I recently received news that IKEA was releasing a smart phone application that would integrate “augmented reality” technology. The company currently releases over 211 million catalogues in the United States and estimates that they have about a two-week shelf life before being tossed into the recycling bin. Source
Of course being an advocate for IKEA I downloaded the new smartphone app developed in conjunction with the advertising agency McCann. It is interesting to understand how brick and mortar stores approach to anything digital and especially mobile technology.

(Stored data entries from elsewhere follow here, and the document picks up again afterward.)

use super::emissions::EmissionsSummary;
use super::opportunity::{MergeOutcome, MergedPlant};
use super::tco_model::TcoBatch;

const RULE: &str = "----------------------------------------";
const TOP_ROWS: usize = 10;

pub fn print_emissions_summary(summary: &EmissionsSummary) {
    println!("\nCoal Emissions Summary");
    println!("{}", RULE);
    println!("Coal plants: {}", summary.coal_plants);
    println!("  With reported emissions: {}", summary.plants_with_emissions);
    println!("Total avoided CO2 by replacing coal: {:.3} Megatons", summary.total_co2eq_megatons);
    println!("Total social cost of carbon: ${:.3} billion (at ${:.2}/ton)",
        summary.total_scc_billion_usd, summary.scc_price_per_ton);
    println!("Top emitters selected: {}", summary.top_emitters);
    if let Some(share) = summary.top_emitters_share {
        println!("  Share of coal emissions: {:.1}%", share * 100.0);
    }
}

pub fn print_tco_summary(batch: &TcoBatch) {
    println!("\nCoal vs Solar TCO Summary");
    println!("{}", RULE);
    println!("Plants evaluated: {}", batch.results.len());
    println!("Plants excluded: {}", batch.issues.len());
    let coal: f64 = batch.results.iter().map(|r| r.coal_tco_million_usd).sum();
    let solar: f64 = batch.results.iter().map(|r| r.solar_tco_million_usd).sum();
    println!("  Coal TCO: ${:.2} million", coal);
    println!("  Solar TCO: ${:.2} million", solar);
    println!("  PV Gain: ${:.2} million", batch.total_pv_gain_million_usd());
    let favourable = batch.results.iter().filter(|r| r.pv_gain_million_usd > 0.0).count();
    println!("Plants where solar is cheaper: {}", favourable);
}

pub fn print_opportunity_summary(
    outcome: &MergeOutcome,
    filtered: &[MergedPlant],
    correlation: Option<f64>,
) {
    println!("\nReplacement Opportunity Summary");
    println!("{}", RULE);
    println!("Merged plants: {}", outcome.merged.len());
    if !outcome.mismatches.is_empty() {
        println!("  Dropped by join: {}", outcome.mismatches.len());
    }
    if !outcome.issues.is_empty() {
        println!("  Excluded for missing data: {}", outcome.issues.len());
    }
    match correlation {
        Some(r) => println!("Correlation between CO2 intensity and PV gain: {:.3}", r),
        None => println!("Correlation between CO2 intensity and PV gain: undefined"),
    }
    println!("Plants above both thresholds: {}", filtered.len());
    for m in filtered.iter().take(TOP_ROWS) {
        println!("  {} ({}): {:.3} t/MWh, ${:.0} million",
            m.name, m.state, m.co2_intensity, m.pv_gain_million_usd);
    }
    println!("{}", RULE);
}
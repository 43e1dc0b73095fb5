//! Core types for `.toml` time mention fixtures.
//!
//! ```toml
//! title = "Weekday after a preposition"
//!
//! [[segments]]
//! text = "Seen on Monday"
//! trees = ["(TOP (S (VBN Seen) (PP (IN on) (NP (NNP Monday)))))"]
//! gold = ["Monday"]
//!
//! [segments.expect]
//! instances = ["S NON_TIME_MENTION", "VBN NON_TIME_MENTION"]
//! mentions = ["Monday"]
//! ```

use crate::errors::{SpecError, SpecResult};
use layered_timex::{
    ClinicalDocument, LinearModel, Segment, Span, TimeMentionResolver, TimeWordLexicon,
};
use serde::{Deserialize, Serialize};
use std::fmt;
use std::sync::Arc;

/// A parsed fixture file.
#[derive(Debug, Clone, Serialize, Deserialize)]
pub struct TimexFixture {
    #[serde(default)]
    pub title: Option<String>,
    /// Inline lexicon in `CATEGORY word` lines; the bundled lexicon otherwise.
    #[serde(default)]
    pub lexicon: Option<String>,
    /// Model used for the inference pass. Without one only training runs.
    #[serde(default)]
    pub model: Option<LinearModel>,
    pub segments: Vec<SegmentFixture>,
}

/// One segment of a fixture.
#[derive(Debug, Clone, Serialize, Deserialize)]
pub struct SegmentFixture {
    pub text: String,
    /// Bracketed trees, one per sentence, in text order
    pub trees: Vec<String>,
    #[serde(default)]
    pub gold: Vec<TextRef>,
    #[serde(default)]
    pub expect: Expectations,
}

/// Expected results for a segment. Absent fields are not checked.
#[derive(Debug, Clone, Default, Serialize, Deserialize)]
pub struct Expectations {
    /// `NODE_LABEL CATEGORY` per written training instance
    #[serde(default)]
    pub instances: Option<Vec<String>>,
    /// Covered text of each inferred mention
    #[serde(default)]
    pub mentions: Option<Vec<String>>,
    /// Covered text of gold spans left unmatched by training
    #[serde(default)]
    pub unmatched_gold: Option<Vec<String>>,
}

/// Reference to segment text by content, with an optional 0-based occurrence.
#[derive(Debug, Clone, PartialEq, Eq, Serialize, Deserialize)]
#[serde(untagged)]
pub enum TextRef {
    Text(String),
    Occurrence { text: String, occurrence: usize },
}

impl TextRef {
    pub fn text(&self) -> &str {
        match self {
            TextRef::Text(text) | TextRef::Occurrence { text, .. } => text,
        }
    }

    pub fn occurrence(&self) -> usize {
        match self {
            TextRef::Text(_) => 0,
            TextRef::Occurrence { occurrence, .. } => *occurrence,
        }
    }

    /// Character span of the referenced occurrence within `haystack`.
    pub fn resolve(&self, haystack: &str) -> SpecResult<Span> {
        let needle = self.text();
        haystack
            .match_indices(needle)
            .nth(self.occurrence())
            .map(|(at, _)| {
                let begin = haystack[..at].chars().count();
                Span::new(begin, begin + needle.chars().count())
            })
            .ok_or_else(|| SpecError::Assertion {
                message: format!("{} not found in {:?}", self, haystack),
            })
    }
}

impl fmt::Display for TextRef {
    fn fmt(&self, f: &mut fmt::Formatter<'_>) -> fmt::Result {
        match self.occurrence() {
            0 => write!(f, "[\"{}\"]", self.text()),
            n => write!(f, "[\"{}\"@{}]", self.text(), n),
        }
    }
}

/// Parse fixture TOML.
pub fn parse_fixture(content: &str) -> SpecResult<TimexFixture> {
    toml::from_str(content).map_err(|e| SpecError::Parse {
        message: e.to_string(),
    })
}

impl TimexFixture {
    /// Build the document, resolving gold references against each segment.
    pub fn to_document(&self) -> SpecResult<ClinicalDocument> {
        let mut segments = Vec::with_capacity(self.segments.len());
        for fixture in &self.segments {
            let gold = fixture
                .gold
                .iter()
                .map(|reference| reference.resolve(&fixture.text))
                .collect::<SpecResult<Vec<_>>>()?;
            let segment = Segment::from_bracketed(fixture.text.as_str(), fixture.trees.as_slice())?;
            segments.push(segment.with_gold(gold));
        }
        Ok(ClinicalDocument::new(segments))
    }

    pub fn resolver(&self) -> SpecResult<TimeMentionResolver> {
        let resolver = match &self.lexicon {
            Some(source) => TimeMentionResolver::new(Arc::new(TimeWordLexicon::parse(source)?)),
            None => TimeMentionResolver::with_bundled_lexicon()?,
        };
        Ok(resolver)
    }
}

#[cfg(test)]
mod tests {
    use super::*;

    #[test]
    fn text_refs_resolve_by_occurrence() {
        let text = "daily for two days then daily";
        let first = TextRef::Text("daily".to_string());
        let second = TextRef::Occurrence {
            text: "daily".to_string(),
            occurrence: 1,
        };
        assert_eq!(first.resolve(text).unwrap(), Span::new(0, 5));
        assert_eq!(second.resolve(text).unwrap(), Span::new(24, 29));
        assert_eq!(second.to_string(), "[\"daily\"@1]");

        let after_degrees = TextRef::Text("Monday".to_string());
        assert_eq!(
            after_degrees.resolve("Temp 38°C Monday").unwrap(),
            Span::new(10, 16)
        );

        let missing = TextRef::Text("weekly".to_string());
        assert!(matches!(
            missing.resolve(text),
            Err(SpecError::Assertion { .. })
        ));
    }

    #[test]
    fn parses_both_gold_forms() {
        let fixture = parse_fixture(
            r#"
            [[segments]]
            text = "Monday and Monday"
            trees = ["(TOP (NP (NNP Monday) (CC and) (NNP Monday)))"]
            gold = ["Monday", { text = "Monday", occurrence = 1 }]
            "#,
        )
        .unwrap();
        let document = fixture.to_document().unwrap();
        assert_eq!(
            document.segments()[0].gold(),
            &[Span::new(0, 6), Span::new(11, 17)]
        );
        assert!(fixture.model.is_none());
        assert!(fixture.segments[0].expect.instances.is_none());
    }

    #[test]
    fn rejects_fixture_without_segments() {
        assert!(matches!(
            parse_fixture("title = \"empty\""),
            Err(SpecError::Parse { .. })
        ));
    }
}
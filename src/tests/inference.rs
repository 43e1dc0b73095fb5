use std::cell::Cell;
use std::collections::{HashMap, HashSet};
use std::sync::Arc;

use crate::{
    Category, ClassScore, FeatureVector, LinearModel, Segment, SegmentDisplay, Span,
    SpanClassifier, TimeMention, TimeMentionResolver, TimeWordLexicon, TimexError, TimexResult,
};

/// Classifier answering from a closure and counting calls.
struct Scripted<F> {
    rule: F,
    calls: Cell<usize>,
}

impl<F> Scripted<F>
where
    F: Fn(&FeatureVector) -> (Category, Vec<ClassScore>),
{
    fn new(rule: F) -> Self {
        Self {
            rule,
            calls: Cell::new(0),
        }
    }
}

impl<F> SpanClassifier for Scripted<F>
where
    F: Fn(&FeatureVector) -> (Category, Vec<ClassScore>),
{
    fn classify(&self, features: &FeatureVector) -> TimexResult<Category> {
        self.calls.set(self.calls.get() + 1);
        Ok((self.rule)(features).0)
    }

    fn score(&self, features: &FeatureVector) -> TimexResult<Vec<ClassScore>> {
        Ok((self.rule)(features).1)
    }
}

struct Broken;

impl SpanClassifier for Broken {
    fn classify(&self, _features: &FeatureVector) -> TimexResult<Category> {
        Err(TimexError::Classification {
            message: "model not ready".to_string(),
        })
    }

    fn score(&self, _features: &FeatureVector) -> TimexResult<Vec<ClassScore>> {
        Err(TimexError::Classification {
            message: "model not ready".to_string(),
        })
    }
}

fn scores(first: (Category, f64), second: (Category, f64)) -> Vec<ClassScore> {
    vec![
        ClassScore {
            category: first.0,
            score: first.1,
        },
        ClassScore {
            category: second.0,
            score: second.1,
        },
    ]
}

fn not_a_mention() -> (Category, Vec<ClassScore>) {
    (
        Category::NonMention,
        scores((Category::NonMention, 0.7), (Category::Mention, 0.3)),
    )
}

fn is_monday_leaf(features: &FeatureVector) -> bool {
    features.has_indicator("IS_LEAF") && features.count("BAG_TEXT", Some("Monday")) > 0
}

fn resolver() -> TimeMentionResolver {
    let lexicon = TimeWordLexicon::parse("WEEKDAY monday\nUNIT days\nFREQUENCY daily").unwrap();
    TimeMentionResolver::new(Arc::new(lexicon))
}

fn seen_monday() -> Segment {
    Segment::from_bracketed("Seen Monday", &["(TOP (S (VBN Seen) (NP (NNP Monday))))"]).unwrap()
}

#[test]
fn monday_leaf_becomes_one_mention() {
    let segment = seen_monday();
    let classifier = Scripted::new(|features: &FeatureVector| {
        if is_monday_leaf(features) {
            (
                Category::Mention,
                scores((Category::Mention, 0.92), (Category::NonMention, 0.08)),
            )
        } else {
            not_a_mention()
        }
    });

    let mut mentions = Vec::new();
    let report = resolver()
        .annotate_segment(&segment, &classifier, &mut mentions)
        .unwrap();

    assert_eq!(mentions.len(), 1);
    assert_eq!(mentions[0].begin(), 5);
    assert_eq!(mentions[0].end(), 5 + "Monday".len());
    assert!((mentions[0].confidence - 0.92).abs() < 1e-9);
    assert_eq!(report.mentions_found, 1);
    // S, VBN, NP, NNP
    assert_eq!(classifier.calls.get(), 4);

    let display = SegmentDisplay::new(&segment).with_mentions(&mentions);
    insta::assert_snapshot!(display, @r###"
    Seen  Monday
          ╰────╯TimeMention { confidence: 0.92 }
    "###);
}

#[test]
fn mention_offsets_count_characters() {
    let text = "T 38.5°C, seen Monday";
    let segment = Segment::from_bracketed(
        text,
        &["(TOP (S (NP (NN T) (CD 38.5°C)) (, ,) (VP (VBN seen) (NP (NNP Monday)))))"],
    )
    .unwrap();
    let classifier = Scripted::new(|features: &FeatureVector| {
        if is_monday_leaf(features) {
            (
                Category::Mention,
                scores((Category::Mention, 0.9), (Category::NonMention, 0.1)),
            )
        } else {
            not_a_mention()
        }
    });

    let mut mentions = Vec::new();
    resolver()
        .annotate_segment(&segment, &classifier, &mut mentions)
        .unwrap();

    assert_eq!(mentions.len(), 1);
    assert_eq!(mentions[0].span, Span::new(15, 21));
    assert_eq!(segment.covered_text(mentions[0].span), Some("Monday"));
}

#[test]
fn confidence_is_the_first_listed_score() {
    let segment = seen_monday();
    let classifier = Scripted::new(|features: &FeatureVector| {
        if is_monday_leaf(features) {
            (
                Category::Mention,
                scores((Category::NonMention, 0.6), (Category::Mention, 0.4)),
            )
        } else {
            not_a_mention()
        }
    });

    let mut mentions = Vec::new();
    resolver()
        .annotate_segment(&segment, &classifier, &mut mentions)
        .unwrap();

    assert_eq!(mentions.len(), 1);
    assert!((mentions[0].confidence - 0.6).abs() < 1e-9);
}

#[test]
fn mention_nodes_end_the_descent() {
    let segment = seen_monday();
    let classifier = Scripted::new(|_: &FeatureVector| {
        (
            Category::Mention,
            scores((Category::Mention, 0.8), (Category::NonMention, 0.2)),
        )
    });

    let mut mentions = Vec::new();
    let report = resolver()
        .annotate_segment(&segment, &classifier, &mut mentions)
        .unwrap();

    assert_eq!(report.visited.len(), 1);
    assert_eq!(
        mentions,
        vec![TimeMention {
            span: Span::new(0, 11),
            confidence: 0.8,
        }]
    );
}

#[test]
fn long_evidence_free_span_is_classified_but_not_descended() {
    let text = "The patient reported mild nausea and denied chest pain with exertion or dyspnea at rest .";
    let tree = "(TOP (S (NP (DT The) (NN patient)) (VP (VBD reported) (NP (JJ mild) (NN nausea))) (CC and) (VP (VBD denied) (NP (NN chest) (NN pain)) (PP (IN with) (NP (NN exertion) (CC or) (NN dyspnea))) (PP (IN at) (NP (NN rest)))) (. .)))";
    let segment = Segment::from_bracketed(text, &[tree]).unwrap();
    let classifier = Scripted::new(|_: &FeatureVector| not_a_mention());

    let mut mentions = Vec::new();
    let report = resolver()
        .annotate_segment(&segment, &classifier, &mut mentions)
        .unwrap();

    assert_eq!(classifier.calls.get(), 1);
    assert_eq!(report.visited.len(), 1);
    assert!(mentions.is_empty());
}

#[test]
fn empty_score_list_fails_the_segment() {
    let classifier = Scripted::new(|_: &FeatureVector| (Category::NonMention, Vec::new()));
    let mut mentions = Vec::new();
    let result = resolver().annotate_segment(&seen_monday(), &classifier, &mut mentions);
    assert!(matches!(result, Err(TimexError::Classification { .. })));
}

#[test]
fn classifier_errors_propagate() {
    let mut mentions = Vec::new();
    let result = resolver().annotate_segment(&seen_monday(), &Broken, &mut mentions);
    assert!(matches!(result, Err(TimexError::Classification { .. })));
    assert!(mentions.is_empty());
}

#[test]
fn repeated_runs_give_identical_mentions() {
    let text = "Take aspirin daily for three days . Return Monday .";
    let segment = Segment::from_bracketed(
        text,
        &[
            "(TOP (S (VP (VB Take) (NP (NN aspirin)) (ADVP (RB daily)) (PP (IN for) (NP (CD three) (NNS days)))) (. .)))",
            "(TOP (S (VP (VB Return) (NP (NNP Monday))) (. .)))",
        ],
    )
    .unwrap();
    let model = LinearModel {
        bias: -3.0,
        weights: HashMap::from([
            ("BAG_TIME_WORD_TYPE=WEEKDAY".to_string(), 5.0),
            ("BAG_TIME_WORD_TYPE=FREQUENCY".to_string(), 4.0),
            ("PRODUCTION=IN_NP".to_string(), 2.5),
            ("BAG_TEXT=days".to_string(), 1.0),
        ]),
    };
    let resolver = resolver();

    let mut first = Vec::new();
    let first_report = resolver.annotate_segment(&segment, &model, &mut first).unwrap();
    let mut second = Vec::new();
    let second_report = resolver.annotate_segment(&segment, &model, &mut second).unwrap();

    assert_eq!(first, second);
    assert_eq!(first_report, second_report);

    let texts: Vec<&str> = first
        .iter()
        .filter_map(|m| segment.covered_text(m.span))
        .collect();
    assert_eq!(texts, vec!["daily", "for three days", "Monday"]);

    let unique: HashSet<_> = first_report.visited.iter().map(|v| (v.tree, v.node)).collect();
    assert_eq!(unique.len(), first_report.visited.len());
}
//! A configured annotation run.
//!
//! All I/O happens here, outside the per-node recursion: the lexicon and
//! model are read when the session starts and training instances are
//! flushed when it finishes.

use crate::classifier::LinearModel;
use crate::config::{AnnotatorConfig, ModeConfig};
use crate::document::{ClinicalDocument, Segment};
use crate::errors::TimexResult;
use crate::resolver::TimeMentionResolver;
use crate::sink::{InstanceWriter, TimeMention};
use std::fs::File;
use std::io::BufWriter;
use tracing::info;

/// An initialized annotator in training or inference mode.
pub enum AnnotatorSession {
    Training {
        resolver: TimeMentionResolver,
        writer: InstanceWriter<BufWriter<File>>,
    },
    Inference {
        resolver: TimeMentionResolver,
        model: LinearModel,
    },
}

impl AnnotatorSession {
    /// Load the lexicon and either open the instance file or load the model.
    pub fn start(config: &AnnotatorConfig) -> TimexResult<Self> {
        config.validate()?;
        let resolver = TimeMentionResolver::new(config.load_lexicon()?);
        match &config.mode {
            ModeConfig::Training { output_dir } => Ok(AnnotatorSession::Training {
                resolver,
                writer: InstanceWriter::create(output_dir)?,
            }),
            ModeConfig::Inference { model_path } => Ok(AnnotatorSession::Inference {
                resolver,
                model: LinearModel::load(model_path)?,
            }),
        }
    }

    pub fn is_training(&self) -> bool {
        matches!(self, AnnotatorSession::Training { .. })
    }

    /// Run one segment. Training sessions return no mentions.
    pub fn process(&mut self, segment: &Segment) -> TimexResult<Vec<TimeMention>> {
        match self {
            AnnotatorSession::Training { resolver, writer } => {
                resolver.train_segment(segment, writer)?;
                Ok(Vec::new())
            }
            AnnotatorSession::Inference { resolver, model } => {
                let mut mentions = Vec::new();
                resolver.annotate_segment(segment, model, &mut mentions)?;
                Ok(mentions)
            }
        }
    }

    /// Run every segment of `document`, one mention list per segment.
    pub fn process_document(
        &mut self,
        document: &ClinicalDocument,
    ) -> TimexResult<Vec<Vec<TimeMention>>> {
        document
            .segments()
            .iter()
            .map(|segment| self.process(segment))
            .collect()
    }

    /// Flush training output.
    pub fn finish(self) -> TimexResult<()> {
        if let AnnotatorSession::Training { writer, .. } = self {
            let written = writer.written();
            writer.finish()?;
            info!(instances = written, "finished writing training instances");
        }
        Ok(())
    }
}

impl AnnotatorConfig {
    /// Start a session for this configuration.
    pub fn initialize(&self) -> TimexResult<AnnotatorSession> {
        AnnotatorSession::start(self)
    }
}
//! Half-open text spans.

use serde::{Deserialize, Serialize};
use std::fmt;
use std::ops::Range;

/// A half-open range `[begin, end)` of character offsets into a segment's text.
#[derive(Debug, Clone, Copy, PartialEq, Eq, Hash, PartialOrd, Ord, Serialize, Deserialize)]
pub struct Span {
    /// Inclusive start offset
    pub begin: usize,
    /// Exclusive end offset
    pub end: usize,
}

impl Span {
    /// Create a new span.
    pub fn new(begin: usize, end: usize) -> Self {
        debug_assert!(begin <= end, "span begin {} after end {}", begin, end);
        Self { begin, end }
    }

    pub fn len(&self) -> usize {
        self.end - self.begin
    }

    pub fn is_empty(&self) -> bool {
        self.begin == self.end
    }

    /// Returns true if `other` lies entirely inside this span.
    pub fn covers(&self, other: Span) -> bool {
        self.begin <= other.begin && other.end <= self.end
    }

    /// The character range.
    pub fn range(&self) -> Range<usize> {
        self.begin..self.end
    }

    /// Covered text, or `None` when the span falls outside `text`.
    pub fn text<'t>(&self, text: &'t str) -> Option<&'t str> {
        let begin = byte_offset(text, self.begin)?;
        let len = byte_offset(&text[begin..], self.len())?;
        text.get(begin..begin + len)
    }
}

/// Byte position of the `chars`-th character, or the end of `text`.
fn byte_offset(text: &str, chars: usize) -> Option<usize> {
    text.char_indices()
        .map(|(idx, _)| idx)
        .chain(std::iter::once(text.len()))
        .nth(chars)
}

impl fmt::Display for Span {
    fn fmt(&self, f: &mut fmt::Formatter<'_>) -> fmt::Result {
        write!(f, "[{}, {})", self.begin, self.end)
    }
}

impl From<Range<usize>> for Span {
    fn from(range: Range<usize>) -> Self {
        Span::new(range.start, range.end)
    }
}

From my interactions with different iterations of the Ikea website over the years, it has been functionality poor and does not provide a convenient way to transact purchasing, as it has, and continues to be only an online showroom before one visits an IKEA store. They only just recently added inventory figures for a particular SKU by store. I am not sure why IKEA has refrained from embracing a more transactional process to search, view and purchase items that can either be shipped or picked up at a local store. My intuition tells me that possibly much of IKEA sales occurs through impulse purchasing on the showroom floor, rather than disciplined and narrow purchasing decisions.
Now augmented reality conjures up the ability to use a screen and view information that overlays on objects that are being viewed through the screen which provides deeper information in a dynamic fashion. Augmented reality essentially positions information on top of the visual world to provide deeper information that is associated with an object.
I downloaded the application from the iTunes store and when I opened up the application I had three choices : Store, Scan, and Info with the Ikea catalog in the center of the screen. There was no orientation overlay (missed mobile training opportunity?) so I had to dive in to determine how to use the app through a trial-and-error process.
I pressed the catalog cover and was warned that a 56MB file had to be downloaded first before I could interact with the app. I then immediately went to look up a nearby store, but could not save it as a favorite or primary store (first mistake). I then went to help, and there was a basic illustration of a smart phone with 12 dots at the bottom of the screen that you need to manually scroll through to find content (second mistake).
When the catalog opens, it is the printed catalog with thumbnail pages. You can pinch the screen to see a larger image, but it did not work in the front end of the catalog initially. Magnification to an individual item has no direct links to an item detail page (which would have been a convenient alternative to having to drill down with traditional navigation).
I decided to go to the IKEA store to get the catalog as you need it to scan particular pages that have a horizontal smart phone icon that you aim your camera at and press “scan.” It then calls up the appropriate digital files such as:
• videos
• slide shows
• interactive 3D models of specific furniture
The problem with these additional “value added” assets is that the slide shows are static and do not link to a product detail page. The 3D models, while intriguing, appear and disappear depending on how you hold your camera in relation to the image that is pulling the file.
If there is additional content a blue arrow appears at the top of the screen (which was a commercial and the same one regardless of page a user was on) and also “show products” at the bottom of the page that highlights individual SKUs. Five icons appear, home, help, bookmark, sections and search. These buttons are not persistent at all times when a user is in the catalog and the color contrasts of neutral state were very hard to read. The lists of choices had to be scrolled horizontally which is a very long scroll vs. a simple drop down with all choices at a glance.
Overall, the IKEA Augmented Reality smart phone app is a cross between a marketing gimmick and a promising idea. In its present iteration it does not really know what it is, but it is not really an augmented reality app. From my perspective in order for it to be one, it would have to:
• allow the user to aim the camera and get additional information on a number of objects by pressing on an object on the screen, not pulling files that have no clear call to action
• have a much more robust data model to support augmented information on objects
• should work at the store environment, and not just pointing at a static catalog
• aggregate other users experiences on the same page and link to social platforms
• possibly have popularity of each item that is within a page
A few days ago IKEA sent an email about a targeted holiday campaign for the holiday season. When I visited the campaign page, it had a series of objects with “+” signs next to them that bubbled up information that connected to an item detail page. This is the type of experience that should have been integrated into the augmented reality app.
IKEA does have a few other smart phone apps that continue to try to connect IKEA products to visualizing these products in a person’s home like IKEA Now, and IDEA SmartList Pro.
While Advertising Agencies may have some interesting ideas, their world view is to be seductive, derivative, and collide half thought-out ideas. It would have been interesting to have an interactive design firm with a strong user experience capability that really understands rich internet applications and responsive design principles.